Монархисты, поначалу считавшие писателя «своим», вскоре предали его анафеме: Наживин не раз позволял себе критические реплики о прошлом российского самодержавия, непочтительно отзывался о последнем императоре, царе-мученике Николае II.

Возненавидели «черноземного кулака» и либералы, и их можно тоже понять. В 1930 году Наживин опубликовал в Брюсселе памфлет «Глупость или измена? Открытое письмо Милюкову», где прямо обвинил харизматического Павла Николаевича в «старческом слабоумии». Отметим, что критические стрелы в адрес либерально-демократических кумиров писатель выпускал и до, и после этого возмутительного опуса. Отметим попутно и другое: в руках либералов, бывших по преимуществу одновременно и масонами, сосредоточилось большинство печатных органов Зарубежной России, а в отдельных странах они контролировали почти всю прессу.

Чужим был Наживин и для левых, тех, кто группировался вокруг «Социалистического вестника» и отстаивал постулаты меньшевизма: ведь, несмотря ни на что, писатель горой стоял за монархию, не допускал и возможности парламентаризма в России, отвергал с порога даже самые умеренные социалистические доктрины.

Наконец, чурались Наживина и молодые литераторы, выросшие и вступившие в литературу на чужбине, но в основе этого неприятия лежали разногласия уже эстетические.
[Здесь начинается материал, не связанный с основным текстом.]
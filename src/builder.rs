//! Model loading
//!
//! [`Builder::load`] turns a model document into a registered device graph.
//! Construction is all-or-nothing: every instance is built and linked first,
//! and only a complete graph is registered. A failed load issues no identity
//! and leaves no entry behind.

use crate::capability::{CapabilityError, CapabilityRegistry};
use crate::config::SessionSettings;
use crate::device::{Device, DeviceError};
use crate::model::{InterfaceDecl, ModelDocument, ModelError};
use crate::registry::{DeviceHandle, Registry, RegistryError};
use crate::transport::{TransportError, TransportNode};
use std::fmt;
use std::path::{Path, PathBuf};
use std::sync::Arc;
use thiserror::Error;

/// Source label of models loaded from a string
pub const STRING_SOURCE: &str = "<string>";

/// Model loading errors
#[derive(Error, Debug)]
pub enum BuildError {
    /// Model path does not exist
    #[error("Model file not found: {}", .0.display())]
    NotFound(PathBuf),

    /// Model path is a directory
    #[error("Model path is a directory: {}", .0.display())]
    IsADirectory(PathBuf),

    /// Model file could not be read
    #[error("Failed to read {}: {source}", path.display())]
    Io {
        /// Model path
        path: PathBuf,
        /// Underlying error
        #[source]
        source: std::io::Error,
    },

    /// Malformed model
    #[error(transparent)]
    Model(#[from] ModelError),

    /// Type lookup failed
    #[error(transparent)]
    Capability(#[from] CapabilityError),

    /// Device construction or linking failed
    #[error(transparent)]
    Device(#[from] DeviceError),

    /// Transport construction failed
    #[error("Transport `{name}`: {source}")]
    Transport {
        /// Declared transport name
        name: String,
        /// Underlying error
        #[source]
        source: TransportError,
    },

    /// Registration failed
    #[error(transparent)]
    Registry(#[from] RegistryError),
}

/// Where a model comes from
#[derive(Debug, Clone, PartialEq, Eq)]
pub enum ModelSource {
    /// Model text
    Text(String),
    /// Path to a model file
    Path(PathBuf),
}

impl From<&Path> for ModelSource {
    fn from(path: &Path) -> Self {
        Self::Path(path.to_path_buf())
    }
}

impl From<PathBuf> for ModelSource {
    fn from(path: PathBuf) -> Self {
        Self::Path(path)
    }
}

/// Builds device graphs from models
pub struct Builder {
    registry: Arc<Registry>,
    capabilities: Arc<CapabilityRegistry>,
    session: SessionSettings,
}

impl fmt::Debug for Builder {
    fn fmt(&self, f: &mut fmt::Formatter<'_>) -> fmt::Result {
        f.debug_struct("Builder")
            .field("registry", &self.registry)
            .field("session", &self.session)
            .finish_non_exhaustive()
    }
}

impl Builder {
    /// Create a builder registering into `registry`
    pub fn new(registry: Arc<Registry>, capabilities: Arc<CapabilityRegistry>, session: SessionSettings) -> Self {
        Self {
            registry,
            capabilities,
            session,
        }
    }

    /// Registry graphs are registered into
    pub fn registry(&self) -> &Arc<Registry> {
        &self.registry
    }

    /// Type table used for construction
    pub fn capabilities(&self) -> &Arc<CapabilityRegistry> {
        &self.capabilities
    }

    /// Load a model from text or a file
    pub fn load(&self, source: impl Into<ModelSource>) -> Result<DeviceHandle, BuildError> {
        match source.into() {
            ModelSource::Text(text) => self.load_str(&text),
            ModelSource::Path(path) => self.load_file(path),
        }
    }

    /// Load a model from text
    pub fn load_str(&self, text: &str) -> Result<DeviceHandle, BuildError> {
        self.load_document(ModelDocument::parse(text)?, STRING_SOURCE)
    }

    /// Load a model file
    pub fn load_file(&self, path: impl AsRef<Path>) -> Result<DeviceHandle, BuildError> {
        let path = path.as_ref();
        if !path.exists() {
            return Err(BuildError::NotFound(path.to_path_buf()));
        }
        if path.is_dir() {
            return Err(BuildError::IsADirectory(path.to_path_buf()));
        }
        if path.is_relative() {
            tracing::warn!(path = %path.display(), "Model path is relative");
        }

        let text = std::fs::read_to_string(path).map_err(|source| BuildError::Io {
            path: path.to_path_buf(),
            source,
        })?;
        let document = ModelDocument::parse(&text)?;
        self.load_document(document, &path.display().to_string())
    }

    /// Build and register an already parsed model
    pub fn load_document(&self, document: ModelDocument, source_label: &str) -> Result<DeviceHandle, BuildError> {
        let device = Arc::new(self.construct(&document)?);
        let uid = self.registry.register_graph(&device, source_label)?;

        let _span = device.span().entered();
        tracing::info!(
            transports = device.transport_count(),
            source = source_label,
            "Device loaded"
        );
        Ok(DeviceHandle::new(uid, device, Arc::clone(&self.registry)))
    }

    /// Build the device and its transports without touching the registry
    fn construct(&self, document: &ModelDocument) -> Result<Device, BuildError> {
        let build_device = self.capabilities.device_constructor(&document.device_type)?;
        let device = build_device(&document.device_type, &document.device_fields)?;

        let Some(interfaces) = &document.interfaces else {
            tracing::warn!(
                device_type = %document.device_type,
                name = device.name(),
                "Model declares no interfaces"
            );
            return Ok(device);
        };

        for (index, decl) in interfaces.iter().enumerate() {
            let node = self.construct_transport(decl, index)?;
            device.add_transport(Arc::new(node))?;
        }
        Ok(device)
    }

    fn construct_transport(&self, decl: &InterfaceDecl, index: usize) -> Result<TransportNode, BuildError> {
        let build = self.capabilities.transport_constructor(&decl.type_name)?;
        let name = default_name(decl, index);
        let transport = build(&decl.fields, &self.session).map_err(|source| BuildError::Transport {
            name: name.clone(),
            source,
        })?;
        Ok(TransportNode::new(name, decl.type_name.clone(), transport))
    }
}

/// Declared name, else the block label, else `<type>_<index>`
fn default_name(decl: &InterfaceDecl, index: usize) -> String {
    if let Some(name) = &decl.name {
        return name.clone();
    }
    if decl.key != decl.type_name {
        return decl.key.clone();
    }
    format!("{}_{index}", decl.type_name)
}
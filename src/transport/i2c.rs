//! I2C transport over Linux i2c-dev

use super::{config_from_fields, Transport, TransportError, TransportKind, TransportStats};
use crate::config::SessionSettings;
use bytes::Bytes;
use serde::{Deserialize, Serialize};
use std::path::PathBuf;
use std::time::{Duration, Instant};

/// Highest 7-bit device address
pub const MAX_ADDRESS: u16 = 0x7F;

/// I2C transport configuration
#[derive(Debug, Clone, PartialEq, Serialize, Deserialize)]
#[serde(default)]
pub struct I2cConfig {
    /// Bus number, the `N` in `/dev/i2c-N`
    pub bus_number: u32,
    /// 7-bit device address
    pub device_address: u16,
    /// Bytes returned by one read
    pub read_size: usize,
    /// Attempts for open, read and write
    pub retries: u32,
    /// Pause between attempts in seconds
    pub retry_delay: f64,
}

impl Default for I2cConfig {
    fn default() -> Self {
        Self {
            bus_number: 1,
            device_address: 0x20,
            read_size: 16,
            retries: 3,
            retry_delay: 0.1,
        }
    }
}

impl I2cConfig {
    /// Device node path
    pub fn device_path(&self) -> PathBuf {
        PathBuf::from(format!("/dev/i2c-{}", self.bus_number))
    }

    fn validate(&self) -> Result<(), TransportError> {
        if self.device_address > MAX_ADDRESS {
            return Err(TransportError::InvalidConfiguration(format!(
                "device_address must be between 0 and {MAX_ADDRESS:#x}, got {:#x}",
                self.device_address
            )));
        }
        if self.read_size == 0 || self.retries == 0 {
            return Err(TransportError::InvalidConfiguration(
                "read_size and retries must be non-zero".to_string(),
            ));
        }
        if !self.retry_delay.is_finite() || self.retry_delay < 0.0 {
            return Err(TransportError::InvalidConfiguration(format!(
                "retry_delay must be a non-negative number of seconds, got {}",
                self.retry_delay
            )));
        }
        Ok(())
    }

    fn retry_delay(&self) -> Duration {
        Duration::from_secs_f64(self.retry_delay)
    }
}

#[cfg(target_os = "linux")]
mod sys {
    use std::fs::{File, OpenOptions};
    use std::io;
    use std::os::fd::AsRawFd;
    use std::path::Path;

    const I2C_SLAVE: u16 = 0x0703;

    nix::ioctl_write_int_bad!(i2c_set_slave, I2C_SLAVE);

    pub fn open(path: &Path, address: u16) -> io::Result<File> {
        let file = OpenOptions::new().read(true).write(true).open(path)?;
        // SAFETY: `file` is open for the whole call
        unsafe {
            i2c_set_slave(file.as_raw_fd(), libc::c_int::from(address))?;
        }
        Ok(file)
    }
}

/// I2C transport
pub struct I2cTransport {
    config: I2cConfig,
    #[cfg(target_os = "linux")]
    device: Option<std::fs::File>,
    stats: TransportStats,
    connected_at: Option<Instant>,
}

impl I2cTransport {
    /// Create a new I2C transport
    pub fn new(config: I2cConfig) -> Result<Self, TransportError> {
        config.validate()?;
        Ok(Self {
            config,
            #[cfg(target_os = "linux")]
            device: None,
            stats: TransportStats::default(),
            connected_at: None,
        })
    }

    /// Build from model fields
    pub fn from_fields(
        fields: &serde_yaml::Mapping,
        _session: &SessionSettings,
    ) -> Result<Self, TransportError> {
        Self::new(config_from_fields(TransportKind::I2c, fields)?)
    }

    /// Configuration in use
    pub fn config(&self) -> &I2cConfig {
        &self.config
    }
}

#[cfg(target_os = "linux")]
impl I2cTransport {
    fn fail(&mut self, err: std::io::Error) -> TransportError {
        self.stats.record_error();
        self.device = None;
        self.connected_at = None;
        TransportError::IoError(err)
    }

    /// Write `data` to register `register`
    pub fn write_register(&mut self, register: u8, data: &[u8]) -> Result<(), TransportError> {
        let mut message = Vec::with_capacity(data.len() + 1);
        message.push(register);
        message.extend_from_slice(data);
        self.write(&message).map(|_| ())
    }

    /// Read `length` bytes starting at register `register`
    pub fn read_register(&mut self, register: u8, length: usize) -> Result<Bytes, TransportError> {
        use std::io::{Read, Write};

        let mut device = self.device.as_ref().ok_or(TransportError::NotConnected)?;
        let mut buffer = vec![0u8; length];
        let result = super::with_retries(self.config.retries, self.config.retry_delay(), || {
            device.write_all(&[register])?;
            device.read_exact(&mut buffer)
        });
        match result {
            Ok(()) => {
                self.stats.record_sent(1);
                self.stats.record_received(length);
                Ok(Bytes::from(buffer))
            }
            Err(e) => Err(self.fail(e)),
        }
    }
}

#[cfg(target_os = "linux")]
impl Transport for I2cTransport {
    fn kind(&self) -> TransportKind {
        TransportKind::I2c
    }

    fn connect(&mut self) -> Result<(), TransportError> {
        if self.device.is_some() {
            return Ok(());
        }
        let path = self.config.device_path();
        let address = self.config.device_address;
        let device = super::with_retries(self.config.retries, self.config.retry_delay(), || {
            sys::open(&path, address)
        })
        .map_err(|e| match e.kind() {
            std::io::ErrorKind::NotFound => TransportError::PortNotFound(path.display().to_string()),
            std::io::ErrorKind::PermissionDenied => {
                TransportError::PermissionDenied(path.display().to_string())
            }
            _ => TransportError::ConnectionFailed(format!(
                "I2C device {address:#04x} on {}: {e}",
                path.display()
            )),
        })?;

        self.device = Some(device);
        self.connected_at = Some(Instant::now());
        self.stats = TransportStats::default();
        Ok(())
    }

    fn disconnect(&mut self) -> Result<(), TransportError> {
        if self.device.take().is_none() {
            return Err(TransportError::NotConnected);
        }
        self.connected_at = None;
        Ok(())
    }

    fn is_connected(&self) -> bool {
        self.device.is_some()
    }

    fn read(&mut self) -> Result<Bytes, TransportError> {
        use std::io::Read;

        let mut device = self.device.as_ref().ok_or(TransportError::NotConnected)?;
        let mut buffer = vec![0u8; self.config.read_size];
        let result = super::with_retries(self.config.retries, self.config.retry_delay(), || {
            device.read(&mut buffer)
        });
        match result {
            Ok(n) => {
                buffer.truncate(n);
                self.stats.record_received(n);
                Ok(Bytes::from(buffer))
            }
            Err(e) => Err(self.fail(e)),
        }
    }

    fn write(&mut self, data: &[u8]) -> Result<usize, TransportError> {
        use std::io::Write;

        let mut device = self.device.as_ref().ok_or(TransportError::NotConnected)?;
        let result = super::with_retries(self.config.retries, self.config.retry_delay(), || {
            device.write_all(data)
        });
        match result {
            Ok(()) => {
                self.stats.record_sent(data.len());
                Ok(data.len())
            }
            Err(e) => Err(self.fail(e)),
        }
    }

    fn connection_info(&self) -> String {
        format!(
            "{} @ {:#04x}",
            self.config.device_path().display(),
            self.config.device_address
        )
    }

    fn stats(&self) -> TransportStats {
        self.stats.snapshot(self.connected_at)
    }
}

#[cfg(not(target_os = "linux"))]
impl Transport for I2cTransport {
    fn kind(&self) -> TransportKind {
        TransportKind::I2c
    }

    fn connect(&mut self) -> Result<(), TransportError> {
        Err(TransportError::Unsupported("i2c-dev requires Linux".to_string()))
    }

    fn disconnect(&mut self) -> Result<(), TransportError> {
        Err(TransportError::NotConnected)
    }

    fn is_connected(&self) -> bool {
        false
    }

    fn read(&mut self) -> Result<Bytes, TransportError> {
        Err(TransportError::NotConnected)
    }

    fn write(&mut self, _data: &[u8]) -> Result<usize, TransportError> {
        Err(TransportError::NotConnected)
    }

    fn connection_info(&self) -> String {
        self.config.device_path().display().to_string()
    }

    fn stats(&self) -> TransportStats {
        self.stats.snapshot(self.connected_at)
    }
}
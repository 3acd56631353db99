//! Telnet transport implementation
//!
//! Plain RFC 854 client over a blocking TCP stream. Every option the peer
//! offers or requests is refused, so the session stays in NVT mode.

use super::{config_from_fields, is_timeout, Transport, TransportError, TransportKind, TransportStats};
use crate::config::SessionSettings;
use bytes::{Bytes, BytesMut};
use serde::{Deserialize, Serialize};
use std::io::{Read, Write};
use std::net::{Shutdown, TcpStream, ToSocketAddrs};
use std::time::{Duration, Instant};

// Telnet protocol constants
const IAC: u8 = 255; // Interpret As Command
const DONT: u8 = 254;
const DO: u8 = 253;
const WONT: u8 = 252;
const WILL: u8 = 251;
const SB: u8 = 250; // Subnegotiation Begin
const SE: u8 = 240; // Subnegotiation End

/// Telnet connection configuration
#[derive(Debug, Clone, PartialEq, Serialize, Deserialize)]
#[serde(default)]
pub struct TelnetConfig {
    /// Host address
    pub host: String,
    /// Port number (default: 23)
    pub port: u16,
    /// Connect and read timeout in seconds
    pub timeout: f64,
}

impl TelnetConfig {
    /// Create a new Telnet configuration
    pub fn new(host: &str) -> Self {
        Self {
            host: host.to_string(),
            port: 23,
            timeout: 1.0,
        }
    }

    /// Set port
    #[must_use]
    pub fn port(mut self, port: u16) -> Self {
        self.port = port;
        self
    }

    /// Set timeout in seconds
    #[must_use]
    pub fn timeout(mut self, secs: f64) -> Self {
        self.timeout = secs;
        self
    }
}

impl Default for TelnetConfig {
    fn default() -> Self {
        Self::new("127.0.0.1")
    }
}

/// Splits a Telnet byte stream into data and negotiation replies
#[derive(Debug, Default)]
struct CommandFilter {
    /// Incomplete command carried over from the previous chunk
    pending: BytesMut,
}

impl CommandFilter {
    /// Strip commands from `raw`, returning data and the bytes to send back
    fn process(&mut self, raw: &[u8]) -> (Bytes, Vec<u8>) {
        let mut input = std::mem::take(&mut self.pending);
        input.extend_from_slice(raw);

        let mut output = BytesMut::with_capacity(input.len());
        let mut replies = Vec::new();
        let mut i = 0;

        while i < input.len() {
            if input[i] != IAC {
                output.extend_from_slice(&[input[i]]);
                i += 1;
                continue;
            }
            if i + 1 >= input.len() {
                self.pending.extend_from_slice(&input[i..]);
                break;
            }

            match input[i + 1] {
                IAC => {
                    // Escaped IAC (255 255 -> 255)
                    output.extend_from_slice(&[IAC]);
                    i += 2;
                }
                DO | DONT | WILL | WONT => {
                    if i + 2 >= input.len() {
                        self.pending.extend_from_slice(&input[i..]);
                        break;
                    }
                    let option = input[i + 2];
                    match input[i + 1] {
                        DO => replies.extend_from_slice(&[IAC, WONT, option]),
                        WILL => replies.extend_from_slice(&[IAC, DONT, option]),
                        _ => {}
                    }
                    i += 3;
                }
                SB => {
                    let end = input[i + 2..]
                        .windows(2)
                        .position(|w| w == [IAC, SE])
                        .map(|p| i + 2 + p);
                    match end {
                        Some(j) => i = j + 2,
                        None => {
                            self.pending.extend_from_slice(&input[i..]);
                            break;
                        }
                    }
                }
                _ => {
                    // Other commands, skip
                    i += 2;
                }
            }
        }

        (output.freeze(), replies)
    }

    fn clear(&mut self) {
        self.pending.clear();
    }
}

/// Double every IAC byte in outgoing data
fn escape(data: &[u8]) -> Vec<u8> {
    let mut escaped = Vec::with_capacity(data.len());
    for &byte in data {
        if byte == IAC {
            escaped.push(IAC);
        }
        escaped.push(byte);
    }
    escaped
}

/// Telnet transport
pub struct TelnetTransport {
    config: TelnetConfig,
    stream: Option<TcpStream>,
    stats: TransportStats,
    connected_at: Option<Instant>,
    filter: CommandFilter,
}

impl TelnetTransport {
    /// Create a new Telnet transport
    pub fn new(config: TelnetConfig) -> Result<Self, TransportError> {
        if !config.timeout.is_finite() || config.timeout <= 0.0 {
            return Err(TransportError::InvalidConfiguration(format!(
                "timeout must be a positive number of seconds, got {}",
                config.timeout
            )));
        }
        Ok(Self {
            config,
            stream: None,
            stats: TransportStats::default(),
            connected_at: None,
            filter: CommandFilter::default(),
        })
    }

    /// Build from model fields
    pub fn from_fields(
        fields: &serde_yaml::Mapping,
        _session: &SessionSettings,
    ) -> Result<Self, TransportError> {
        Self::new(config_from_fields(TransportKind::Telnet, fields)?)
    }

    fn timeout(&self) -> Duration {
        Duration::from_secs_f64(self.config.timeout)
    }

    fn close(&mut self) {
        if let Some(stream) = self.stream.take() {
            let _ = stream.shutdown(Shutdown::Both);
        }
        self.connected_at = None;
        self.filter.clear();
    }

    fn fail(&mut self, err: std::io::Error) -> TransportError {
        self.stats.record_error();
        self.close();
        TransportError::IoError(err)
    }

    /// Read one chunk of data, answering negotiation on the way
    fn read_chunk(&mut self) -> Result<Bytes, TransportError> {
        let stream = self.stream.as_mut().ok_or(TransportError::NotConnected)?;
        let mut buffer = vec![0u8; 4096];

        let n = match stream.read(&mut buffer) {
            Ok(0) => {
                self.close();
                return Err(TransportError::Disconnected);
            }
            Ok(n) => n,
            Err(ref e) if is_timeout(e) => return Ok(Bytes::new()),
            Err(e) => return Err(self.fail(e)),
        };

        let (data, replies) = self.filter.process(&buffer[..n]);
        if !replies.is_empty() {
            tracing::trace!(bytes = replies.len(), "Refusing telnet options");
            if let Some(stream) = self.stream.as_mut() {
                if let Err(e) = stream.write_all(&replies) {
                    return Err(self.fail(e));
                }
            }
        }
        Ok(data)
    }

    /// Read until `pattern` is seen or `timeout` expires.
    /// Returns whatever arrived, which may not contain `pattern`.
    pub fn read_until(&mut self, pattern: &[u8], timeout: Duration) -> Result<Bytes, TransportError> {
        let deadline = Instant::now() + timeout;
        let mut collected = BytesMut::new();

        loop {
            let chunk = self.read_chunk()?;
            collected.extend_from_slice(&chunk);
            let found = !pattern.is_empty()
                && collected.windows(pattern.len()).any(|w| w == pattern);
            if found || Instant::now() >= deadline {
                break;
            }
        }

        self.stats.record_received(collected.len());
        Ok(collected.freeze())
    }

    /// Send `command` followed by a newline and return the first reply
    pub fn execute(&mut self, command: &str) -> Result<Bytes, TransportError> {
        self.write(format!("{command}\n").as_bytes())?;
        self.read()
    }
}

impl Transport for TelnetTransport {
    fn kind(&self) -> TransportKind {
        TransportKind::Telnet
    }

    fn connect(&mut self) -> Result<(), TransportError> {
        if self.stream.is_some() {
            return Ok(());
        }

        let timeout = self.timeout();
        let addr = (self.config.host.as_str(), self.config.port)
            .to_socket_addrs()
            .map_err(|e| TransportError::ConnectionFailed(e.to_string()))?
            .next()
            .ok_or_else(|| {
                TransportError::ConnectionFailed(format!("No address for {}", self.config.host))
            })?;

        let stream = TcpStream::connect_timeout(&addr, timeout).map_err(|e| match e.kind() {
            std::io::ErrorKind::TimedOut => TransportError::Timeout(timeout),
            _ => TransportError::ConnectionFailed(e.to_string()),
        })?;
        stream.set_nodelay(true)?;
        stream.set_read_timeout(Some(timeout))?;

        self.stream = Some(stream);
        self.connected_at = Some(Instant::now());
        self.filter.clear();
        self.stats = TransportStats::default();
        Ok(())
    }

    fn disconnect(&mut self) -> Result<(), TransportError> {
        if self.stream.is_none() {
            return Err(TransportError::NotConnected);
        }
        self.close();
        Ok(())
    }

    fn is_connected(&self) -> bool {
        self.stream.is_some()
    }

    fn read(&mut self) -> Result<Bytes, TransportError> {
        let data = self.read_chunk()?;
        self.stats.record_received(data.len());
        Ok(data)
    }

    fn write(&mut self, data: &[u8]) -> Result<usize, TransportError> {
        let stream = self.stream.as_mut().ok_or(TransportError::NotConnected)?;
        let escaped = escape(data);
        match stream.write_all(&escaped).and_then(|()| stream.flush()) {
            Ok(()) => {
                self.stats.record_sent(data.len());
                Ok(data.len())
            }
            Err(e) => Err(self.fail(e)),
        }
    }

    fn connection_info(&self) -> String {
        format!("telnet://{}:{}", self.config.host, self.config.port)
    }

    fn stats(&self) -> TransportStats {
        self.stats.snapshot(self.connected_at)
    }
}

#[cfg(test)]
mod tests {
    use super::*;
    use std::net::TcpListener;

    #[test]
    fn test_options_refused_and_stripped() {
        let mut filter = CommandFilter::default();
        let (data, replies) = filter.process(&[b'o', IAC, DO, 1, b'k', IAC, WILL, 3, IAC, IAC]);
        assert_eq!(&data[..], &[b'o', b'k', IAC]);
        assert_eq!(replies, vec![IAC, WONT, 1, IAC, DONT, 3]);
    }

    #[test]
    fn test_split_command_carried_over() {
        let mut filter = CommandFilter::default();
        let (data, replies) = filter.process(&[b'a', IAC]);
        assert_eq!(&data[..], b"a");
        assert!(replies.is_empty());

        let (data, replies) = filter.process(&[DO, 24, b'b']);
        assert_eq!(&data[..], b"b");
        assert_eq!(replies, vec![IAC, WONT, 24]);
    }

    #[test]
    fn test_subnegotiation_skipped() {
        let mut filter = CommandFilter::default();
        let (data, _) = filter.process(&[IAC, SB, 24, 1, IAC, SE, b'x']);
        assert_eq!(&data[..], b"x");

        let (data, _) = filter.process(&[IAC, SB, 24, 1]);
        assert!(data.is_empty());
        let (data, _) = filter.process(&[IAC, SE, b'y']);
        assert_eq!(&data[..], b"y");
    }

    #[test]
    fn test_escape_doubles_iac() {
        assert_eq!(escape(&[1, IAC, 2]), vec![1, IAC, IAC, 2]);
    }

    #[test]
    fn test_exchange_with_negotiating_server() {
        let listener = TcpListener::bind("127.0.0.1:0").unwrap();
        let port = listener.local_addr().unwrap().port();
        let server = std::thread::spawn(move || {
            let (mut stream, _) = listener.accept().unwrap();
            stream.write_all(&[IAC, DO, 31]).unwrap();
            let mut reply = [0u8; 3];
            stream.read_exact(&mut reply).unwrap();
            stream.write_all(b"login: ").unwrap();
            reply
        });

        let mut transport =
            TelnetTransport::new(TelnetConfig::new("127.0.0.1").port(port)).unwrap();
        transport.connect().unwrap();
        let banner = transport.read_until(b"login:", Duration::from_secs(5)).unwrap();
        assert_eq!(&banner[..], b"login: ");
        assert_eq!(server.join().unwrap(), [IAC, WONT, 31]);
        transport.disconnect().unwrap();
    }
}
Выходило, что всякому лагерю он был чужд по-своему, неприемлем особенным манером, но со временем возникла и общая причина для негодования всех партий. В мировоззренческом сумбуре Наживина постепенно выявилось и выдвинулось на заметное место причудливое сменовеховство. С некоторых пор он, непримиримый прежде враг большевиков, стал более сдержанно относиться к произошедшим на родине переменам. Наживин вступил в переписку с советскими консульствами в Париже и Брюсселе, обратился в одном из романов («Неглубокоуважаемые») даже к самому И.В. Сталину, во всеуслышание заявил о том, что не собирается предавать эмиграцию, но готов оказывать посильную помощь и Советской России, предлагал к изданию 40-томное собрание своих сочинений и заранее соглашался на необходимые купюры, и в довершение всего сочинил заявление с просьбой о восстановлении советского гражданства. Безусловно, одним из побудительных мотивов, толкнувших Наживина на решительный шаг, было разочарование в эмигрантской действительности, разочарование и отчаяние, охватившее писателя вследствие непрекращающихся преследований в русской заграничной прессе. «Самая заветная теперь мечта моя – это… глухая дыра, где можно спрятаться вдали от всего, откуда открываются такие русские дали» – такие и подобные им мысли не раз прорывались на страницы его произведений в последние годы жизни. Роман с большевиками в итоге кончился ничем, зато недруги Наживина снова всласть отвели душу. Вот типичный газетный образчик: «В Брюсселе живет один писатель, автор многочисленных романов типа вагонного чтения. Сменив за свою жизнь несколько раз убеждения, как змея шкурку, в зависимости от сезона, этот господин занимается изданием своих пасквильных брошюр, в которых ругает всех и все». Так писал «Русский еженедельник в Бельгии» в мае 1933 года, так же, с пассажами о пресмыкающихся, а то и похлеще, изъяснялись прочие издания; дошло до того, что правнук нашего великого поэт, А.Н. Пушкин, в своем открытом письме даже пожелал «всемирно известному писателю» не более и не менее как «скорейшей смерти».